I asked the choir to come to morning rehearsal fifteen minutes early. Thursday night only about half the singers were brave enough to battle the yucky weather to work on the Rutter, and we had only a short rehearsal, dismissing early to get home before the next wave of snow hit.
This morning, we jumped right in, working first without the oboe to help everyone remember how the passages go, where the timing is tricky (triplets followed by eighths and ties all over), how to find starting pitches without help from the accompaniment. It is a more demanding piece than we usually tackle. But well worth the effort.
They stepped right up and worked hard, repeating the trickier parts, speaking the words in rhythm, asking for help with entrances. Then we added the oboe. They have the same reaction I did the first time I sang the piece. You are so drawn into the music as the oboe and piano unfold it that you forget to sing! The sopranos missed the first entrance just as I had done.
Isn't it great when you get so caught up in music? Imagine if I had also been able to get a harp! We reached a good place where everyone knew their part and what to do, and I didn't want to over rehearse, so we stopped even though we had a few more minutes before service.
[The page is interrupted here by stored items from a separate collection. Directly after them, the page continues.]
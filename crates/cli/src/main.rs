// capledger CLI - point-in-time capital structure from anchors + event log

mod commands;
mod exit_codes;

use std::path::PathBuf;
use std::process::ExitCode;

use chrono::NaiveDate;
use clap::{Parser, Subcommand, ValueEnum};
use rust_decimal::Decimal;

use exit_codes::{EXIT_ERROR, EXIT_SUCCESS, EXIT_USAGE};

#[derive(Parser)]
#[command(name = "capledger")]
#[command(about = "Reconstruct, verify and schedule a company's capital structure")]
#[command(long_version = long_version())]
#[command(version)]
struct Cli {
    /// Log filter (e.g. "debug", "capledger_recon=debug"). Overrides RUST_LOG.
    #[arg(long, global = true, value_name = "FILTER")]
    log_level: Option<String>,

    #[command(subcommand)]
    command: Commands,
}

#[derive(Subcommand)]
enum Commands {
    /// Load a dataset and check ordering and settings
    #[command(after_help = "\
Examples:
  capledger validate issuer.toml
  capledger validate issuer.json")]
    Validate {
        /// Dataset file (.toml or .json)
        dataset: PathBuf,
    },

    /// Capital structure on a single date (exit 5 if before the first anchor)
    #[command(after_help = "\
Examples:
  capledger at issuer.toml 2024-05-31
  capledger at issuer.toml 2024-06-30 --json")]
    At {
        dataset: PathBuf,

        /// Target date (YYYY-MM-DD)
        date: NaiveDate,

        /// Output JSON to stdout instead of a human summary
        #[arg(long)]
        json: bool,
    },

    /// Sample the capital structure between two dates
    #[command(after_help = "\
Examples:
  capledger range issuer.toml 2024-01-01 2024-12-31
  capledger range issuer.toml 2024-01-31 2024-12-31 --interval monthly --json
  capledger range issuer.toml --timeline")]
    Range {
        dataset: PathBuf,

        /// First sample date (YYYY-MM-DD)
        #[arg(required_unless_present = "timeline")]
        start: Option<NaiveDate>,

        /// Last sample date, inclusive (YYYY-MM-DD)
        #[arg(required_unless_present = "timeline")]
        end: Option<NaiveDate>,

        /// Sampling step
        #[arg(long, value_enum, default_value = "quarterly")]
        interval: IntervalArg,

        /// Emit every anchor instead of sampling
        #[arg(long, conflicts_with_all = ["start", "end"])]
        timeline: bool,

        #[arg(long)]
        json: bool,
    },

    /// Cross-check the event log against anchor deltas (exit 3 on warn/fail)
    #[command(after_help = "\
Examples:
  capledger verify issuer.toml
  capledger verify issuer.toml --json
  capledger verify issuer.toml --output report.json
  capledger verify issuer.toml --discrepancies-only --json
  capledger verify issuer.toml --period-end 2024-09-30")]
    Verify {
        dataset: PathBuf,

        #[arg(long)]
        json: bool,

        /// Write JSON output to file
        #[arg(long)]
        output: Option<PathBuf>,

        /// Only intervals with at least one warn or fail
        #[arg(long)]
        discrepancies_only: bool,

        /// Verify only the interval ending at this anchor date
        #[arg(long, value_name = "DATE", conflicts_with = "discrepancies_only")]
        period_end: Option<NaiveDate>,
    },

    /// Upcoming maturities and obligations awaiting confirmation
    #[command(after_help = "\
Examples:
  capledger scheduled issuer.toml --as-of 2025-01-10
  capledger scheduled issuer.toml --as-of 2025-01-10 --price 300 --json")]
    Scheduled {
        dataset: PathBuf,

        /// Reference date; nothing reads the system clock
        #[arg(long, value_name = "DATE")]
        as_of: NaiveDate,

        /// Market price per share, for conversion likelihood
        #[arg(long)]
        price: Option<Decimal>,

        #[arg(long)]
        json: bool,
    },

    /// Capital raised and deployed over a date range
    #[command(after_help = "\
Examples:
  capledger flows issuer.toml 2024-04-01 2024-06-30
  capledger flows issuer.toml 2024-01-01 2024-12-31 --json")]
    Flows {
        dataset: PathBuf,
        start: NaiveDate,
        end: NaiveDate,

        #[arg(long)]
        json: bool,
    },
}

#[derive(Clone, Copy, ValueEnum)]
enum IntervalArg {
    Daily,
    Weekly,
    Monthly,
    Quarterly,
}

impl From<IntervalArg> for capledger_recon::Interval {
    fn from(arg: IntervalArg) -> Self {
        match arg {
            IntervalArg::Daily => Self::Daily,
            IntervalArg::Weekly => Self::Weekly,
            IntervalArg::Monthly => Self::Monthly,
            IntervalArg::Quarterly => Self::Quarterly,
        }
    }
}

fn long_version() -> &'static str {
    concat!(
        env!("CARGO_PKG_VERSION"),
        " (", env!("GIT_COMMIT_HASH"), ")",
        "\nengine:  capledger-recon ", env!("CARGO_PKG_VERSION"),
        "\ntarget:  ", env!("TARGET"),
    )
}

/// Install the stderr subscriber. Library `log` records are bridged through it.
fn init_tracing(level: Option<&str>) {
    let filter = level
        .and_then(|l| tracing_subscriber::EnvFilter::try_new(l).ok())
        .or_else(|| tracing_subscriber::EnvFilter::try_from_default_env().ok())
        .unwrap_or_else(|| "warn".into());
    tracing_subscriber::fmt()
        .with_env_filter(filter)
        .with_writer(std::io::stderr)
        .with_target(false)
        .init();
}

fn main() -> ExitCode {
    let cli = Cli::parse();
    init_tracing(cli.log_level.as_deref());

    let result = match cli.command {
        Commands::Validate { dataset } => commands::cmd_validate(dataset),
        Commands::At { dataset, date, json } => commands::cmd_at(dataset, date, json),
        Commands::Range { dataset, start, end, interval, timeline, json } => {
            commands::cmd_range(dataset, start, end, interval.into(), timeline, json)
        }
        Commands::Verify { dataset, json, output, discrepancies_only, period_end } => {
            commands::cmd_verify(dataset, json, output, discrepancies_only, period_end)
        }
        Commands::Scheduled { dataset, as_of, price, json } => {
            commands::cmd_scheduled(dataset, as_of, price, json)
        }
        Commands::Flows { dataset, start, end, json } => commands::cmd_flows(dataset, start, end, json),
    };

    match result {
        Ok(()) => ExitCode::from(EXIT_SUCCESS),
        Err(CliError { code, message, hint }) => {
            if !message.is_empty() {
                eprintln!("error: {}", message);
            }
            if let Some(hint) = hint {
                eprintln!("hint:  {}", hint);
            }
            ExitCode::from(code)
        }
    }
}

#[derive(Debug)]
pub struct CliError {
    pub code: u8,
    pub message: String,
    pub hint: Option<String>,
}

impl CliError {
    pub fn new(code: u8, msg: impl Into<String>) -> Self {
        Self { code, message: msg.into(), hint: None }
    }

    pub fn args(msg: impl Into<String>) -> Self {
        Self::new(EXIT_USAGE, msg)
    }

    pub fn io(msg: impl Into<String>) -> Self {
        Self::new(EXIT_ERROR, msg)
    }

    /// Add a hint to an existing error.
    pub fn with_hint(mut self, hint: impl Into<String>) -> Self {
        self.hint = Some(hint.into());
        self
    }
}

impl From<capledger_recon::LedgerError> for CliError {
    fn from(err: capledger_recon::LedgerError) -> Self {
        Self::new(exit_codes::ledger_exit_code(&err), err.to_string())
    }
}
Then it was time to process. The congregation was noisy, restless. We had to scramble to add a chair (what a great problem to have!), the opening hymn a bit bumpy. Suddenly it was time. The choir stood, and I looked at their faces, proud of the work they had done. I look at the pianist and oboe player, raised my hand, and the wash of beauty began. Each phrase was clear, each line of text well sung.
It was as if I were conducting and watching us at the same time, that unique experience of awareness and enjoyment simultaneously - a sort of floating, suspended outside of time. Yes, it is going well. Even when the timing gets a tad off, we stay together and recover within a few barlines. We sing the final "forever" and the music fades, dies away. The place is silent, savoring, wishing it could go on longer. Then the appreciative applause. Well done, choir! Well done, musicians!
We connect with millions of others who have been uplifted by Psalm 23 for centuries, and by thousands who have heard this setting. We connect with David of old and Jesus of newer and Paul and Augustine and Bonhoeffer and Schaeffer and that host of witnesses long since passed. And with each other. And we know. The Lord IS my shepherd, I shall not want. Amen.